Demerval é visto na comunidade da Rocinha onde mora, como um homem de princípios. Criou seus filhos, quatro meninas e um menino, debaixo de uma moral rígida feito um assembleiano. Uma tarde, chega na birosca do lugar para comprar pão e encontra Leopoldo, o vizinho do final da viela com uma cerveja na mão.
_ E aí Demerval?
_ Eu estou com raiva, muita raiva.
_ Que é isso homem? Raiva de que?
_ Dei muita porrada no muleque
_ Eu ouvi bem, você bateu em alguém?
_ Enchi a cara dele de porrada.
_ Você está transtornado, bateu com a cabeça, imagine dar porrada no muleque
_ Demerval a coisa pode ficar feia pro seu lado. – fala Amarildo o dono da birosca que ouvia tudo.
_ É, pode haver retaliação, invadirem sua casa, fazer alguma coisa com as meninas.
_ Ele mereceu. – fala ainda irado.
_ Sempre soubemos que você é cheio de moral, mas daí bater no muleque... nem parece você .
_ Cheguei em casa...- fala sem dar ouvido aos outros.
_ Deixa o pessoal do tráfico tomar satisfação, não vai ser uma boa.
_ Demerval eu acho que você deve se esconder por um tempo até baixar a poeira. – fala Amarildo mais uma vez se metendo na conversa.
_ ...estava tudo espalhado por cima da mesa.
_ Meu Deus homem, não quero nem pensar.
_ ...papéis... aquele cheiro... todos...
_ Cadê a Liota? Tem de contar pra ela Demerval, é sua mulher, vocês são uma família.
_ ...não. Na minha casa quero tudo direitinho, ali, na moral.
_ Coitado do muleque.
_ ...não é fácil pra um pai...
_ Filhos no tráfico é um grande problema.

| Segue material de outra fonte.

use std::fmt;
use std::io;
use thiserror::Error;

/// Trait for errors that can render a message, context and actionable
/// suggestions for an operator.
///
/// Every crate-level error in the workspace implements this so the CLI can
/// print a consistent report regardless of which component refused.
pub trait UserFriendlyError {
    /// Get a user-friendly error message
    fn user_message(&self) -> String;

    /// Get contextual information about the error
    fn context(&self) -> Option<String>;

    /// Get suggested actions to resolve the error
    fn suggestions(&self) -> Vec<String>;

    /// Get the error category for grouping similar errors
    fn category(&self) -> ErrorCategory;

    /// Render message, context and suggestions as a single block of text.
    fn display_for_user(&self) -> String {
        let mut output = format!("Error: {}\n", self.user_message());
        if let Some(ctx) = self.context() {
            output.push_str(&format!("\nContext: {ctx}\n"));
        }
        let suggestions = self.suggestions();
        if !suggestions.is_empty() {
            output.push_str("\nSuggestions:\n");
            for suggestion in suggestions {
                output.push_str(&format!("  • {suggestion}\n"));
            }
        }
        output
    }
}

/// Categories of errors for better organization and handling
#[derive(Debug, Clone, Copy, PartialEq, Eq)]
pub enum ErrorCategory {
    Configuration,
    FileSystem,
    Concurrency,
    Validation,
    Integrity,
    Workflow,
}

impl fmt::Display for ErrorCategory {
    fn fmt(&self, f: &mut fmt::Formatter<'_>) -> fmt::Result {
        match self {
            Self::Configuration => write!(f, "Configuration"),
            Self::FileSystem => write!(f, "File System"),
            Self::Concurrency => write!(f, "Concurrency"),
            Self::Validation => write!(f, "Validation"),
            Self::Integrity => write!(f, "Integrity"),
            Self::Workflow => write!(f, "Workflow"),
        }
    }
}

/// Filesystem failures raised by the atomic write helpers.
#[derive(Error, Debug)]
pub enum FsError {
    #[error("Failed to create directory {path}: {source}")]
    CreateDir {
        path: String,
        #[source]
        source: io::Error,
    },

    #[error("Failed to write {path}: {source}")]
    Write {
        path: String,
        #[source]
        source: io::Error,
    },

    #[error("Failed to read {path}: {source}")]
    Read {
        path: String,
        #[source]
        source: io::Error,
    },

    #[error("Write to {path} still failing after {attempts} attempts: {source}")]
    RetriesExhausted {
        path: String,
        attempts: u32,
        #[source]
        source: io::Error,
    },
}

impl FsError {
    /// Path the failing operation targeted.
    #[must_use]
    pub fn path(&self) -> &str {
        match self {
            Self::CreateDir { path, .. }
            | Self::Write { path, .. }
            | Self::Read { path, .. }
            | Self::RetriesExhausted { path, .. } => path,
        }
    }
}

impl UserFriendlyError for FsError {
    fn user_message(&self) -> String {
        match self {
            Self::CreateDir { path, .. } => format!("Could not create directory '{path}'"),
            Self::Write { path, .. } => format!("Could not write '{path}'"),
            Self::Read { path, .. } => format!("Could not read '{path}'"),
            Self::RetriesExhausted { path, attempts, .. } => {
                format!("Writing '{path}' failed after {attempts} attempts")
            }
        }
    }

    fn context(&self) -> Option<String> {
        match self {
            Self::RetriesExhausted { .. } => Some(
                "Another process may be holding the file open or the disk may be full".to_string(),
            ),
            _ => None,
        }
    }

    fn suggestions(&self) -> Vec<String> {
        vec![
            "Check that the state directory is writable".to_string(),
            "Check available disk space".to_string(),
        ]
    }

    fn category(&self) -> ErrorCategory {
        ErrorCategory::FileSystem
    }
}

/// Failure to produce canonical JSON for a value.
#[derive(Error, Debug)]
pub enum CanonicalError {
    #[error("Failed to serialize value to JSON: {0}")]
    Serialize(#[from] serde_json::Error),

    #[error("Failed to canonicalize JSON using JCS: {0}")]
    Canonicalize(String),

    #[error("JCS output contained invalid UTF-8")]
    InvalidUtf8,
}

impl UserFriendlyError for CanonicalError {
    fn user_message(&self) -> String {
        self.to_string()
    }

    fn context(&self) -> Option<String> {
        Some("Documents are hashed and emitted as RFC 8785 canonical JSON".to_string())
    }

    fn suggestions(&self) -> Vec<String> {
        vec!["Non-finite numbers cannot be represented in canonical JSON".to_string()]
    }

    fn category(&self) -> ErrorCategory {
        ErrorCategory::Validation
    }
}

#[cfg(test)]
mod tests {
    use super::*;

    #[test]
    fn test_display_for_user_includes_suggestions() {
        let err = FsError::Write {
            path: "state.json".to_string(),
            source: io::Error::other("disk full"),
        };
        let rendered = err.display_for_user();
        assert!(rendered.starts_with("Error: Could not write 'state.json'"));
        assert!(rendered.contains("Suggestions:"));
        assert_eq!(err.category(), ErrorCategory::FileSystem);
        assert_eq!(err.path(), "state.json");
    }

    #[test]
    fn test_retries_exhausted_has_context() {
        let err = FsError::RetriesExhausted {
            path: "a".to_string(),
            attempts: 3,
            source: io::Error::other("busy"),
        };
        assert!(err.context().is_some());
        assert!(err.to_string().contains("3 attempts"));
    }
}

_ Que tráfico? Está louco? Por causa daquela “net” que tem na dua casa, meu filho fica assistindo “Minha casa, sua casa” e inventou de decorar a nossa casa. A parede está “ameixa”, as cadeiras brancas com listras “pêssego” e “limão”, vasos de plantas cheios de buracos como renda, luminárias... Mandei botar de volta na parede o quadro da santa ceia, o plástico transparente em cima da mesa e o relógio de badalo que minha mãe trouxe do estrangeiro do Paraguai. Eu tinha em casa um “decorador” que agora está coberto de porrada.